Institute staff has stretched the islet supply as well. Last year Hering reported success using islets from a single donor, rather than the two or more normally required. But the availability of islets still remains a serious limiting factor.
“The real advantage of islets is to come in the future, when we can get islets from another source,” Sutherland says.
Breaking new ground
In February 2006 Hering, Sutherland, and colleagues at the University of Minnesota announced a major step forward in efforts to overcome the islet supply issue. In a paper published in the scientific journal Nature Medicine, the researchers reported they had reversed diabetes in monkeys using islets harvested from pigs.
“People thought it was impossible,” Hering says. “This is really breaking new ground.”

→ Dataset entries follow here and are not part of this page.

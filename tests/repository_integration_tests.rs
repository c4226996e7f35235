//! Postgres repository tests. They need a reachable `DATABASE_URL` and are
//! skipped by default: `cargo test -- --ignored`.

use chrono::{Duration, Utc};
use sangam_portal::{
    models::{EventInput, NewsInput, TeamMemberInput},
    repository::{Collection, PostgresRepository, Repository},
};
use sqlx::PgPool;
use uuid::Uuid;

// --- Test Context and Setup ---

struct DbTestContext {
    pool: PgPool,
}

impl DbTestContext {
    async fn setup() -> Self {
        dotenv::dotenv().ok();

        let db_url = std::env::var("DATABASE_URL")
            .expect("DATABASE_URL must be set to run integration tests");

        let pool = PgPool::connect(&db_url)
            .await
            .expect("Failed to connect to database for integration tests.");

        sqlx::migrate!("./migrations")
            .run(&pool)
            .await
            .expect("Failed to run database migrations.");

        DbTestContext { pool }
    }

    fn repository(&self) -> PostgresRepository {
        PostgresRepository::new(self.pool.clone())
    }
}

fn unique(label: &str) -> String {
    format!("{}-{}", label, Uuid::new_v4().simple())
}

// --- Tests ---

#[tokio::test]
#[ignore = "requires Postgres"]
async fn team_member_update_keeps_image_without_new_upload() {
    let ctx = DbTestContext::setup().await;
    let repo = ctx.repository();

    let member = repo
        .create_team_member(
            TeamMemberInput {
                name: unique("member"),
                role: "Volunteer".to_string(),
                description: String::new(),
            },
            "http://img/original.png".to_string(),
        )
        .await
        .expect("insert team member");

    let updated = repo
        .update_team_member(
            member.id,
            TeamMemberInput {
                name: member.name.clone(),
                role: "Coordinator".to_string(),
                description: String::new(),
            },
            None,
        )
        .await
        .expect("update team member")
        .expect("row exists");

    assert_eq!(updated.role, "Coordinator");
    assert_eq!(updated.image_url, "http://img/original.png");

    assert!(repo.delete(Collection::Team, member.id).await.unwrap());
    assert!(!repo.delete(Collection::Team, member.id).await.unwrap());
}

#[tokio::test]
#[ignore = "requires Postgres"]
async fn upcoming_events_exclude_the_past() {
    let ctx = DbTestContext::setup().await;
    let repo = ctx.repository();

    let past = repo
        .create_event(
            EventInput {
                title: unique("past"),
                description: "d".to_string(),
                date: Utc::now() - Duration::days(30),
                location: None,
            },
            None,
        )
        .await
        .unwrap();
    let future = repo
        .create_event(
            EventInput {
                title: unique("future"),
                description: "d".to_string(),
                date: Utc::now() + Duration::days(30),
                location: Some("Hall".to_string()),
            },
            None,
        )
        .await
        .unwrap();

    let upcoming = repo.list_events(None, true, true).await;
    assert!(upcoming.iter().any(|e| e.id == future.id));
    assert!(upcoming.iter().all(|e| e.id != past.id));
    assert!(upcoming.windows(2).all(|w| w[0].date <= w[1].date));

    repo.delete(Collection::Events, past.id).await.unwrap();
    repo.delete(Collection::Events, future.id).await.unwrap();
}

#[tokio::test]
#[ignore = "requires Postgres"]
async fn news_lookup_by_slug_and_related() {
    let ctx = DbTestContext::setup().await;
    let repo = ctx.repository();

    let slug = unique("story");
    let article = repo
        .create_news(
            NewsInput {
                title: "Story".to_string(),
                content: "<p>x</p>".to_string(),
                slug: slug.clone(),
            },
            "http://img/story.png".to_string(),
        )
        .await
        .unwrap();

    let found = repo.get_news_by_slug(&slug).await.expect("article by slug");
    assert_eq!(found.id, article.id);

    let related = repo.related_news(article.id, 3).await;
    assert!(related.len() <= 3);
    assert!(related.iter().all(|n| n.id != article.id));

    let before = repo.count(Collection::News).await;
    repo.delete(Collection::News, article.id).await.unwrap();
    assert_eq!(repo.count(Collection::News).await, before - 1);
}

Xenotransplantation—or transplanting tissue from one species into another—generally causes a hyperacute rejection that is dramatically more severe than immune responses to transplants within a species. Hering and colleagues discovered that, unlike other pig tissue, most pig islets don’t carry the protein that stimulates this hyperacute reaction. As a result, they were able to successfully implant the islets into monkeys using immunosuppression regimens similar to those used in human organ transplants. All 12 monkeys in the study produced enough insulin to control their blood sugar after the transplant. Although some of the monkeys had trouble with blood clots, islets were still functioning in some animals 100 days after the transplant.
One step away
Having successfully transplanted pig islets into monkeys, the researchers are eager to develop a safe, effective protocol for doing the same in humans.
“There’s a lot of momentum to position us to expedite and lead the development of pig islets to potentially benefit people with diabetes,” Hering says. “This is one step away for us. The question is, How long will that step be?”
Before pig islet transplantation can enter clinical trials, the researchers must conduct additional studies—based on what they’ve learned about how the monkeys’ immune systems reacted to the pig islets—to identify an antirejection strategy for humans. They also must find a way to raise pigs under the stringent conditions required by the U.S. Food and Drug Administration for producing tissue for use in humans.
“We have both initiatives well under way,” Hering says. The institute has recruited several additional researchers to carry the antirejection work forward. It is also looking at novel approaches, such as placing islets and antirejection drugs together under the skin or in abdominal fat to avoid the adverse effects of full-body immune suppression.
While researchers continue their work, a separate nonprofit organization, Spring Point Project, is working to fund and build a facility for raising the pigs needed to produce islets. The researchers hope to receive FDA approval to start the clinical trial phase in three years, with the first pig islets implanted in humans within about five years.
“At some point in the hopefully not-too-distant future, people with diabetes will have better options available to them,” Hering says. “They will be able to get a pig islet transplant without toxic immune suppression and enjoy the beauty of life free of diabetes.”
As he looks forward to further advances, Hering also expresses gratitude to the donors who made it all possible by investing in exploratory research.
“They positioned us to do the initial work to show proof of
principle,” he says. “If we had gone with the initial idea to major
funding organizations, they would have said, ‘Now you have gone
completely insane.’ That’s why you need philanthropic donations.”